Homophobic and transphobic violence in the school setting is a problem that affects students, their families and teachers and interferes with the development of quality education. Studies conducted worldwide show that part of the youth population is involved in this problem as aggressors, victims or witnesses of violence. Objective. To characterize the homophobic and transphobic violence experienced by activists of the Community Social Networks during their trajectory through Cuban schools. Methodology. Retrospective exploratory study, whose sample was made up of 90 activists from the different Community Social Networks of Santiago de Cuba, Villa Clara and Havana. A self-administered questionnaire was applied for the collection of information and in a second stage, three focal groups were carried out. Results. Mocking and insults prevail as forms of violence.

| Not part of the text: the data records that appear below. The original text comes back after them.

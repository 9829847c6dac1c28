// ── Backend boundary ──
//
// The hardware-owning process is reached through one trait regardless of
// transport. A watch yields a `PushSubscription`: a receiver of raw push
// frames plus the token that stops whatever task is feeding it.

use async_trait::async_trait;
use tokio::sync::mpsc;
use tokio_util::sync::CancellationToken;

use crate::error::Error;
use crate::wire::SetBrightnessRequest;

/// Default capacity of a subscription's frame buffer.
pub const PUSH_CHANNEL_CAPACITY: usize = 64;

/// One item delivered on a push subscription.
#[derive(Debug, Clone, PartialEq, Eq)]
pub enum PushFrame {
    /// A text message expected to hold one snapshot.
    Text(String),
    /// The transport went away. Terminal: no frame follows.
    Disconnected { reason: String },
}

/// Backend collaborator: owns hardware access and pushes snapshots.
#[async_trait]
pub trait BrightnessBackend: Send + Sync {
    /// Short label for logs.
    fn name(&self) -> &str;

    /// Ask the backend to start pushing snapshots for this session.
    ///
    /// Called once per session. There is no matching end call: dropping or
    /// closing the returned subscription ends it locally.
    async fn begin_watch(&self) -> Result<PushSubscription, Error>;

    /// Request a brightness change. Failure is opaque to the caller.
    async fn set_brightness(&self, request: &SetBrightnessRequest) -> Result<(), Error>;
}

/// Receiving end of a push subscription.
///
/// Released exactly once: either through [`close`](Self::close) or on drop,
/// whichever comes first. After release `recv` yields `None` even if frames
/// are still buffered.
#[derive(Debug)]
pub struct PushSubscription {
    rx: mpsc::Receiver<PushFrame>,
    cancel: CancellationToken,
}

/// Producer half handed to the task feeding a subscription.
#[derive(Debug, Clone)]
pub struct PushSender {
    tx: mpsc::Sender<PushFrame>,
    cancel: CancellationToken,
}

impl PushSubscription {
    /// Create a linked sender/subscription pair.
    pub fn channel(capacity: usize) -> (PushSender, Self) {
        let (tx, rx) = mpsc::channel(capacity);
        let cancel = CancellationToken::new();
        (
            PushSender {
                tx,
                cancel: cancel.clone(),
            },
            Self { rx, cancel },
        )
    }

    /// Wait for the next frame. `None` once released or once every sender
    /// is gone.
    pub async fn recv(&mut self) -> Option<PushFrame> {
        if self.cancel.is_cancelled() {
            return None;
        }
        tokio::select! {
            biased;
            () = self.cancel.cancelled() => None,
            frame = self.rx.recv() => frame,
        }
    }

    /// Release the subscription. Idempotent; returns `true` on the call
    /// that actually released it.
    pub fn close(&mut self) -> bool {
        if self.cancel.is_cancelled() {
            return false;
        }
        self.cancel.cancel();
        self.rx.close();
        true
    }

    pub fn is_closed(&self) -> bool {
        self.cancel.is_cancelled()
    }
}

impl Drop for PushSubscription {
    fn drop(&mut self) {
        self.close();
    }
}

impl PushSender {
    /// Deliver a frame. Returns `false` once the subscription is released.
    pub async fn send(&self, frame: PushFrame) -> bool {
        if self.cancel.is_cancelled() {
            return false;
        }
        self.tx.send(frame).await.is_ok()
    }

    /// Resolves when the subscriber releases the subscription.
    pub async fn closed(&self) {
        self.cancel.cancelled().await;
    }

    pub fn is_closed(&self) -> bool {
        self.cancel.is_cancelled() || self.tx.is_closed()
    }
}

#[cfg(test)]
#[allow(clippy::unwrap_used)]
mod tests {
    use super::*;

    #[tokio::test]
    async fn frames_arrive_in_order() {
        let (tx, mut sub) = PushSubscription::channel(4);
        assert!(tx.send(PushFrame::Text("a".into())).await);
        assert!(tx.send(PushFrame::Text("b".into())).await);

        assert_eq!(sub.recv().await, Some(PushFrame::Text("a".into())));
        assert_eq!(sub.recv().await, Some(PushFrame::Text("b".into())));
    }

    #[tokio::test]
    async fn close_drops_buffered_frames() {
        let (tx, mut sub) = PushSubscription::channel(4);
        assert!(tx.send(PushFrame::Text("late".into())).await);

        assert!(sub.close());
        assert!(sub.recv().await.is_none());
        assert!(!tx.send(PushFrame::Text("after".into())).await);
    }

    #[tokio::test]
    async fn close_releases_once() {
        let (tx, mut sub) = PushSubscription::channel(1);
        assert!(sub.close());
        assert!(!sub.close());
        assert!(tx.is_closed());
    }

    #[tokio::test]
    async fn drop_signals_producer() {
        let (tx, sub) = PushSubscription::channel(1);
        drop(sub);
        tokio::time::timeout(std::time::Duration::from_secs(1), tx.closed())
            .await
            .unwrap();
    }
}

The action of these, along with other situations, constituted a reason for dropping out of school. The research places students and teachers as the main figures who exercise violence and the moments between classes and when leaving the school, as the spaces in which violent actions occur more frequently. It also highlights how the roles of victim, aggressor and witness change according to the coping mechanisms that are assumed by individuals in violent contexts. Conclusions. Homophobic and transphobic violence in the school setting is a reflection of homophobia and social transphobia and has a negative impact on their lives. The reincorporation to studies and the recomposition of their life projects are an indicator of change for Cuban society and school.

Ref:

Suárez SDR, Rodríguez NM, del Río MM, et al. Estudio exploratorio retrospectivo sobre violencia homofóbica y transfóbica en la trayectoria escolar de activistas cubanos LGBT. RSS. 2019;25(1):72-87.